ALTHOUGH not on a Gamonal scale, protest has reversed another political decision.
Madrid’s regional (not to be confused with the national outfit) government called off six hospital privatisations.
Gamonal, for anyone who missed it in the Spanish or international media, is a Burgos city neighbourhood. An unpopular and costly municipal scheme to transform the district was dropped after triggering fury.
Madrid’s protests were cerebral, not visceral, and backed by court rulings in favour of thousands of health professionals opposed to outsourced medical care.
It would be lamentably sceptical but not necessarily inaccurate to suggest that next May’s European elections held more sway than people power.
Gamonal presumably got its own way because the party told the PP mayor to cool it.
The PP-controlled regional government had no intention of cooling it and caved in after the regional high court refused to lift a temporary ban on privatisation.
But election times are upon us and although all parties want a high profile until May, they intend to show only their best side.
A better better-half
SPAIN’S First Lady is Queen Sofia and presidents’ wives generally avoid the limelight.
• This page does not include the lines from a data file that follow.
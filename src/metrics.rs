//! Prometheus metrics for the stats service.

use metrics::describe_counter;
use metrics_exporter_prometheus::{BuildError, PrometheusBuilder, PrometheusHandle};

// === Metric Name Constants ===

/// Stats reads counter metric name.
pub const METRIC_STATS_READS: &str = "stats_reads_total";
/// Stats updates counter metric name.
pub const METRIC_STATS_UPDATES: &str = "stats_updates_total";
/// Failed stats updates counter metric name.
pub const METRIC_STATS_UPDATE_FAILURES: &str = "stats_update_failures_total";

/// Install the Prometheus recorder and register metric descriptions.
/// Call this once at startup; the returned handle renders the exposition
/// text for the `/metrics` endpoint.
pub fn install() -> Result<PrometheusHandle, BuildError> {
    let handle = PrometheusBuilder::new().install_recorder()?;

    describe_counter!(METRIC_STATS_READS, "Stats record reads served");
    describe_counter!(METRIC_STATS_UPDATES, "Stats record updates persisted");
    describe_counter!(
        METRIC_STATS_UPDATE_FAILURES,
        "Stats updates rejected or failed to persist"
    );

    Ok(handle)
}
They usually lead lives outside the shadow cast by their spouses, for which the Spanish should be heartily grateful.
The electorate here – and that includes women – vote for a politician, not a significant other whose remit is to remain totally insignificant .
Friends on high
JORGE FERNANDEZ DIAZ, he of the new Public Safety Act eroding hard-won rights to protest, is a devout churchgoer.
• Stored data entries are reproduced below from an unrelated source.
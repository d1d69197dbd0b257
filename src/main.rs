//! Stats service entry point.

use std::net::SocketAddr;

use clap::{Parser, Subcommand};
use tokio::net::TcpListener;
use tracing::info;
use tracing_subscriber::{fmt, prelude::*, EnvFilter};

use statsboard::api::{create_router, AppState};
use statsboard::config::Config;
use statsboard::metrics;
use statsboard::store::{StatsRecord, StatsStore};

/// Single-record social stats service.
#[derive(Parser, Debug)]
#[command(name = "statsboard")]
#[command(about = "Serves a persisted stats record over JSON plus static files")]
#[command(version)]
struct Args {
    /// Enable verbose logging.
    #[arg(short, long, global = true)]
    verbose: bool,

    #[command(subcommand)]
    command: Option<Command>,

    /// Listen port (overrides PORT from the environment).
    #[arg(short, long)]
    port: Option<u16>,
}

#[derive(Subcommand, Debug)]
enum Command {
    /// Run the HTTP server (default).
    Run {
        /// Listen port (overrides PORT from the environment).
        #[arg(short, long)]
        port: Option<u16>,
    },

    /// Check configuration validity.
    CheckConfig,
}

#[tokio::main]
async fn main() -> anyhow::Result<()> {
    let args = Args::parse();

    let filter = if args.verbose {
        EnvFilter::new("statsboard=debug,info")
    } else {
        EnvFilter::try_from_default_env().unwrap_or_else(|_| EnvFilter::new("info"))
    };

    tracing_subscriber::registry()
        .with(fmt::layer())
        .with(filter)
        .init();

    match args.command {
        Some(Command::CheckConfig) => cmd_check_config(),
        Some(Command::Run { port }) => cmd_run(port).await,
        None => cmd_run(args.port).await,
    }
}

/// Check configuration validity.
fn cmd_check_config() -> anyhow::Result<()> {
    println!("======================================================================");
    println!("STATSBOARD - CONFIGURATION CHECK");
    println!("======================================================================");

    print!("Loading configuration... ");
    let config = match Config::load() {
        Ok(c) => {
            println!("OK");
            c
        }
        Err(e) => {
            println!("FAILED");
            println!("  Error: {}", e);
            return Err(anyhow::anyhow!("Configuration load failed"));
        }
    };

    print!("Validating configuration... ");
    match config.validate() {
        Ok(()) => println!("OK"),
        Err(e) => {
            println!("FAILED");
            println!("  Error: {}", e);
            return Err(anyhow::anyhow!("Configuration validation failed"));
        }
    }

    println!("----------------------------------------------------------------------");
    println!("Configuration Summary:");
    println!("  Port: {}", config.port);
    println!("  Stats file: {}", config.stats_path.display());
    println!("  Static root: {}", config.static_dir.display());
    match config.instagram_followers {
        Some(f) => println!("  Seed followers: {}", f),
        None => println!("  Seed followers: (default)"),
    }
    match config.engagement_rate {
        Some(r) => println!("  Seed engagement rate: {}", r),
        None => println!("  Seed engagement rate: (default)"),
    }
    println!("======================================================================");
    println!("CONFIGURATION CHECK PASSED");
    println!("======================================================================");

    Ok(())
}

/// Run the HTTP server.
async fn cmd_run(port_override: Option<u16>) -> anyhow::Result<()> {
    info!("Loading configuration...");
    let mut config = Config::load()?;

    if let Some(port) = port_override {
        config.port = port;
    }

    if let Err(e) = config.validate() {
        return Err(anyhow::anyhow!("Configuration validation failed: {}", e));
    }

    let prometheus = metrics::install()?;

    let store = StatsStore::open(
        &config.stats_path,
        StatsRecord::seeded(config.instagram_followers, config.engagement_rate),
    )
    .await?;
    info!("Stats file: {}", store.path().display());

    let state = AppState::new(store, prometheus);
    let router = create_router(state, &config.static_dir);

    let addr = SocketAddr::from(([0, 0, 0, 0], config.port));
    let listener = TcpListener::bind(addr).await?;
    info!("Server running at http://localhost:{}", config.port);

    axum::serve(listener, router)
        .with_graceful_shutdown(shutdown_signal())
        .await?;

    info!("Server stopped");
    Ok(())
}

/// Resolve on ctrl-c or SIGTERM.
async fn shutdown_signal() {
    let ctrl_c = async {
        tokio::signal::ctrl_c()
            .await
            .expect("failed to install ctrl-c handler");
    };

    #[cfg(unix)]
    let terminate = async {
        tokio::signal::unix::signal(tokio::signal::unix::SignalKind::terminate())
            .expect("failed to install SIGTERM handler")
            .recv()
            .await;
    };

    #[cfg(not(unix))]
    let terminate = std::future::pending::<()>();

    tokio::select! {
        _ = ctrl_c => {},
        _ = terminate => {},
    }
}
It’s not surprising that he should revere St Theresa of Avila, a home-grown Spanish saint and a very formidable lady indeed.
“I am sure that she is interceding for Spain during these hard times,” Fernandez Diaz said recently.
Possibly she is, but on the whole the Spanish prefer politicians to intercede for them. Preferably with Brussels, the ECB and the IMF.
Stay-at-home Spanish justice
THE modified Judicial Power law curtails the right of judges to investigate human rights violations outside Spain.
News that they can do so only if Spanish citizens or residents are involved and the perpetrator is Spanish or a Spanish resident have caused dismay.
The killers of Jose Couso, a Spanish cameraman deliberately shot by US soldiers in Baghdad in 2005, will never come to court, critics complained.
Nor can there ever be justice for the murder of the Spanish priest Ignacio Ellacuria in El Salvador or the terrorist suspects aboard US special rendition flights that stopped over in Mallorca.
Appeasing and pleasing China over an investigation into the Tibet genocide is the real reason for the reforms but, despite the judges’ noble intentions, these cases were never going anywhere.
The countries concerned were already dragging their feet and would never have allowed Spain to step in.